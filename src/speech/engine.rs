use std::{
    io::Cursor,
    sync::{
        mpsc::{self, Sender},
        Arc, Mutex,
    },
    thread,
};

use anyhow::{anyhow, Result};
use log::{debug, error};
use rodio::{Decoder, OutputStream, Sink};
use tokio::sync::oneshot;

enum AudioCommand {
    Play {
        bytes: Vec<u8>,
        done: oneshot::Sender<Result<(), String>>,
    },
}

/// Plays encoded audio clips (MP3, WAV, ...) on a dedicated thread that owns
/// the non-`Send` rodio output stream. Clips play one after another.
#[derive(Clone)]
pub struct AudioPlayerHandle {
    tx: Arc<Mutex<Option<Sender<AudioCommand>>>>,
}

impl AudioPlayerHandle {
    pub fn new() -> Self {
        Self {
            tx: Arc::new(Mutex::new(None)),
        }
    }

    fn ensure_thread(&self) -> Result<Sender<AudioCommand>> {
        let mut guard = self
            .tx
            .lock()
            .map_err(|e| anyhow!("audio handle poisoned: {e}"))?;
        if let Some(tx) = guard.as_ref() {
            return Ok(tx.clone());
        }

        let (tx, rx) = mpsc::channel::<AudioCommand>();

        thread::Builder::new()
            .name("audio-player".to_string())
            .spawn(move || {
                let mut stream: Option<OutputStream> = None;
                let mut sink: Option<Sink> = None;

                fn ensure_sink(
                    stream: &mut Option<OutputStream>,
                    sink: &mut Option<Sink>,
                ) -> Result<(), String> {
                    if sink.is_none() {
                        let (s, handle) = OutputStream::try_default()
                            .map_err(|e| format!("Failed to create audio output stream: {}", e))?;
                        let new_sink = Sink::try_new(&handle)
                            .map_err(|e| format!("Failed to create audio sink: {}", e))?;
                        *stream = Some(s);
                        *sink = Some(new_sink);
                    }
                    Ok(())
                }

                while let Ok(cmd) = rx.recv() {
                    match cmd {
                        AudioCommand::Play { bytes, done } => {
                            let result = ensure_sink(&mut stream, &mut sink).and_then(|_| {
                                let source = Decoder::new(Cursor::new(bytes))
                                    .map_err(|e| format!("Failed to decode audio: {}", e))?;
                                if let Some(ref s) = sink {
                                    s.append(source);
                                    s.sleep_until_end();
                                }
                                Ok(())
                            });

                            if result.is_err() {
                                // Rebuild the device on the next clip.
                                sink = None;
                                stream = None;
                            }
                            if done.send(result).is_err() {
                                debug!("audio caller went away before playback finished");
                            }
                        }
                    }
                }
                debug!("audio player thread exiting");
            })
            .map_err(|e| {
                error!("Failed to spawn audio thread: {e}");
                anyhow!("failed to spawn audio thread: {e}")
            })?;

        *guard = Some(tx.clone());
        Ok(tx)
    }

    /// Queues a clip and waits until it has finished playing.
    pub async fn play(&self, bytes: Vec<u8>) -> Result<()> {
        let tx = self.ensure_thread()?;
        let (done, finished) = oneshot::channel();
        tx.send(AudioCommand::Play { bytes, done })
            .map_err(|e| anyhow!("audio thread unavailable: {e}"))?;

        finished
            .await
            .map_err(|_| anyhow!("audio thread stopped during playback"))?
            .map_err(|e| anyhow!(e))
    }
}

impl Default for AudioPlayerHandle {
    fn default() -> Self {
        Self::new()
    }
}
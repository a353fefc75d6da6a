//! Interactive command loop on stdin: `on`, `off`, `break <minutes>`,
//! `task <text>`, `status`, `exit`.

use anyhow::Result;
use tokio::io::{AsyncBufRead, AsyncBufReadExt, AsyncWrite, AsyncWriteExt};

use super::{
    controller::{ModeRequest, SessionController, SessionSnapshot},
    state::SessionMode,
};

const HELP: &str = "commands: on | off | break <minutes> | task <text> | status | exit";
const PHRASE_PROMPT: &str = "Type the confirmation phrase to continue:";

enum Command {
    Mode(SessionMode, Option<f64>),
    Task(String),
    Status,
    Exit,
    Help,
    Invalid(String),
}

fn parse(line: &str) -> Command {
    let line = line.trim();
    let (word, rest) = match line.split_once(char::is_whitespace) {
        Some((word, rest)) => (word, rest.trim()),
        None => (line, ""),
    };

    match word.to_ascii_lowercase().as_str() {
        "on" => Command::Mode(SessionMode::On, None),
        "off" => Command::Mode(SessionMode::Off, None),
        "break" if rest.is_empty() => Command::Mode(SessionMode::Break, None),
        "break" => match rest.parse::<f64>() {
            Ok(minutes) => Command::Mode(SessionMode::Break, Some(minutes)),
            Err(_) => Command::Invalid(format!("not a number of minutes: {rest}")),
        },
        "task" => Command::Task(rest.to_string()),
        "status" => Command::Status,
        "exit" | "quit" => Command::Exit,
        "" | "help" => Command::Help,
        other => Command::Invalid(format!("unknown command: {other}")),
    }
}

fn describe(snapshot: &SessionSnapshot) -> String {
    let mut line = format!("mode: {} | task: {}", snapshot.mode, snapshot.task);
    if let Some(ms) = snapshot.break_remaining_ms {
        line.push_str(&format!(" | break ends in {}s", ms / 1000));
    }
    if let Some(record) = &snapshot.last_verdict {
        let verdict = if record.verdict.productive {
            "productive"
        } else {
            "not productive"
        };
        line.push_str(&format!(" | last verdict: {verdict}"));
    }
    if let Some(err) = snapshot.last_error.as_ref().or(snapshot.monitor_error.as_ref()) {
        line.push_str(&format!(" | error: {err}"));
    }
    line
}

/// Runs until `exit` or end of input.
pub async fn run_console<R, W>(controller: SessionController, reader: R, mut writer: W) -> Result<()>
where
    R: AsyncBufRead + Unpin,
    W: AsyncWrite + Unpin,
{
    let mut lines = reader.lines();
    writer.write_all(format!("{HELP}\n").as_bytes()).await?;
    writer.flush().await?;

    while let Some(line) = lines.next_line().await? {
        let reply = match parse(&line) {
            Command::Exit => break,
            Command::Help => HELP.to_string(),
            Command::Invalid(message) => format!("{message}\n{HELP}"),
            Command::Status => describe(&controller.snapshot().await),
            Command::Task(task) => describe(&controller.set_task(&task).await),
            Command::Mode(mode, minutes) => {
                let mut request = ModeRequest::new(mode);
                request.minutes = minutes;

                let current = controller.snapshot().await.mode;
                if mode != SessionMode::On && current != SessionMode::Off {
                    writer.write_all(format!("{PHRASE_PROMPT}\n").as_bytes()).await?;
                    writer.flush().await?;
                    request.confirmation = lines.next_line().await?;
                }

                match controller.set_mode(request).await {
                    Ok(snapshot) => describe(&snapshot),
                    Err(err) => format!("error: {err}"),
                }
            }
        };

        writer.write_all(format!("{reply}\n").as_bytes()).await?;
        writer.flush().await?;
    }

    Ok(())
}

------------------------------------

EXERCISE AIM. The full set of entries must be transcribed exactly.

REPLY.
filename src/speech/engine.rs
use std::{
    io::Cursor,
    sync::{
        mpsc::{self, Sender},
        Arc, Mutex,
    },
    thread,
};

use anyhow::{anyhow, Result};
use log::{debug, error};
use rodio::{Decoder, OutputStream, Sink};
use tokio::sync::oneshot;

enum AudioCommand {
    Play {
        bytes: Vec<u8>,
        done: oneshot::Sender<Result<(), String>>,
    },
}

/// Plays encoded audio clips (MP3, WAV, ...) on a dedicated thread that owns
/// the non-`Send` rodio output stream. Clips play one after another.
#[derive(Clone)]
pub struct AudioPlayerHandle {
    tx: Arc<Mutex<Option<Sender<AudioCommand>>>>,
}

impl AudioPlayerHandle {
    pub fn new() -> Self {
        Self {
            tx: Arc::new(Mutex::new(None)),
        }
    }

    fn ensure_thread(&self) -> Result<Sender<AudioCommand>> {
        let mut guard = self
            .tx
            .lock()
            .map_err(|e| anyhow!("audio handle poisoned: {e}"))?;
        if let Some(tx) = guard.as_ref() {
            return Ok(tx.clone());
        }

        let (tx, rx) = mpsc::channel::<AudioCommand>();

        thread::Builder::new()
            .name("audio-player".to_string())
            .spawn(move || {
                let mut stream: Option<OutputStream> = None;
                let mut sink: Option<Sink> = None;

                fn ensure_sink(
                    stream: &mut Option<OutputStream>,
                    sink: &mut Option<Sink>,
                ) -> Result<(), String> {
                    if sink.is_none() {
                        let (s, handle) = OutputStream::try_default()
                            .map_err(|e| format!("Failed to create audio output stream: {}", e))?;
                        let new_sink = Sink::try_new(&handle)
                            .map_err(|e| format!("Failed to create audio sink: {}", e))?;
                        *stream = Some(s);
                        *sink = Some(new_sink);
                    }
                    Ok(())
                }

                while let Ok(cmd) = rx.recv() {
                    match cmd {
                        AudioCommand::Play { bytes, done } => {
                            let result = ensure_sink(&mut stream, &mut sink).and_then(|_| {
                                let source = Decoder::new(Cursor::new(bytes))
                                    .map_err(|e| format!("Failed to decode audio: {}", e))?;
                                if let Some(ref s) = sink {
                                    s.append(source);
                                    s.sleep_until_end();
                                }
                                Ok(())
                            });

                            if result.is_err() {
                                // Rebuild the device on the next clip.
                                sink = None;
                                stream = None;
                            }
                            if done.send(result).is_err() {
                                debug!("audio caller went away before playback finished");
                            }
                        }
                    }
                }
                debug!("audio player thread exiting");
            })
            .map_err(|e| {
                error!("Failed to spawn audio thread: {e}");
                anyhow!("failed to spawn audio thread: {e}")
            })?;

        *guard = Some(tx.clone());
        Ok(tx)
    }

    /// Queues a clip and waits until it has finished playing.
    pub async fn play(&self, bytes: Vec<u8>) -> Result<()> {
        let tx = self.ensure_thread()?;
        let (done, finished) = oneshot::channel();
        tx.send(AudioCommand::Play { bytes, done })
            .map_err(|e| anyhow!("audio thread unavailable: {e}"))?;

        finished
            .await
            .map_err(|_| anyhow!("audio thread stopped during playback"))?
            .map_err(|e| anyhow!(e))
    }
}

impl Default for AudioPlayerHandle {
    fn default() -> Self {
        Self::new()
    }
}
repository a353fefc75d6da6a
//! Interactive command loop on stdin: `on`, `off`, `break <minutes>`,
//! `task <text>`, `status`, `exit`.

use anyhow::Result;
use tokio::io::{AsyncBufRead, AsyncBufReadExt, AsyncWrite, AsyncWriteExt};

use super::{
    controller::{ModeRequest, SessionController, SessionSnapshot},
    state::SessionMode,
};

const HELP: &str = "commands: on | off | break <minutes> | task <text> | status | exit";
const PHRASE_PROMPT: &str = "Type the confirmation phrase to continue:";

enum Command {
    Mode(SessionMode, Option<f64>),
    Task(String),
    Status,
    Exit,
    Help,
    Invalid(String),
}

fn parse(line: &str) -> Command {
    let line = line.trim();
    let (word, rest) = match line.split_once(char::is_whitespace) {
        Some((word, rest)) => (word, rest.trim()),
        None => (line, ""),
    };

    match word.to_ascii_lowercase().as_str() {
        "on" => Command::Mode(SessionMode::On, None),
        "off" => Command::Mode(SessionMode::Off, None),
        "break" if rest.is_empty() => Command::Mode(SessionMode::Break, None),
        "break" => match rest.parse::<f64>() {
            Ok(minutes) => Command::Mode(SessionMode::Break, Some(minutes)),
            Err(_) => Command::Invalid(format!("not a number of minutes: {rest}")),
        },
        "task" => Command::Task(rest.to_string()),
        "status" => Command::Status,
        "exit" | "quit" => Command::Exit,
        "" | "help" => Command::Help,
        other => Command::Invalid(format!("unknown command: {other}")),
    }
}

fn describe(snapshot: &SessionSnapshot) -> String {
    let mut line = format!("mode: {} | task: {}", snapshot.mode, snapshot.task);
    if let Some(ms) = snapshot.break_remaining_ms {
        line.push_str(&format!(" | break ends in {}s", ms / 1000));
    }
    if let Some(record) = &snapshot.last_verdict {
        let verdict = if record.verdict.productive {
            "productive"
        } else {
            "not productive"
        };
        line.push_str(&format!(" | last verdict: {verdict}"));
    }
    if let Some(err) = snapshot.last_error.as_ref().or(snapshot.monitor_error.as_ref()) {
        line.push_str(&format!(" | error: {err}"));
    }
    line
}

/// Runs until `exit` or end of input.
pub async fn run_console<R, W>(controller: SessionController, reader: R, mut writer: W) -> Result<()>
where
    R: AsyncBufRead + Unpin,
    W: AsyncWrite + Unpin,
{
    let mut lines = reader.lines();
    writer.write_all(format!("{HELP}\n").as_bytes()).await?;
    writer.flush().await?;

    while let Some(line) = lines.next_line().await? {
        let reply = match parse(&line) {
            Command::Exit => break,
            Command::Help => HELP.to_string(),
            Command::Invalid(message) => format!("{message}\n{HELP}"),
            Command::Status => describe(&controller.snapshot().await),
            Command::Task(task) => describe(&controller.set_task(&task).await),
            Command::Mode(mode, minutes) => {
                let mut request = ModeRequest::new(mode);
                request.minutes = minutes;

                let current = controller.snapshot().await.mode;
                if mode != SessionMode::On && current != SessionMode::Off {
                    writer.write_all(format!("{PHRASE_PROMPT}\n").as_bytes()).await?;
                    writer.flush().await?;
                    request.confirmation = lines.next_line().await?;
                }

                match controller.set_mode(request).await {
                    Ok(snapshot) => describe(&snapshot),
                    Err(err) => format!("error: {err}"),
                }
            }
        };

        writer.write_all(format!("{reply}\n").as_bytes()).await?;
        writer.flush().await?;
    }

    Ok(())
}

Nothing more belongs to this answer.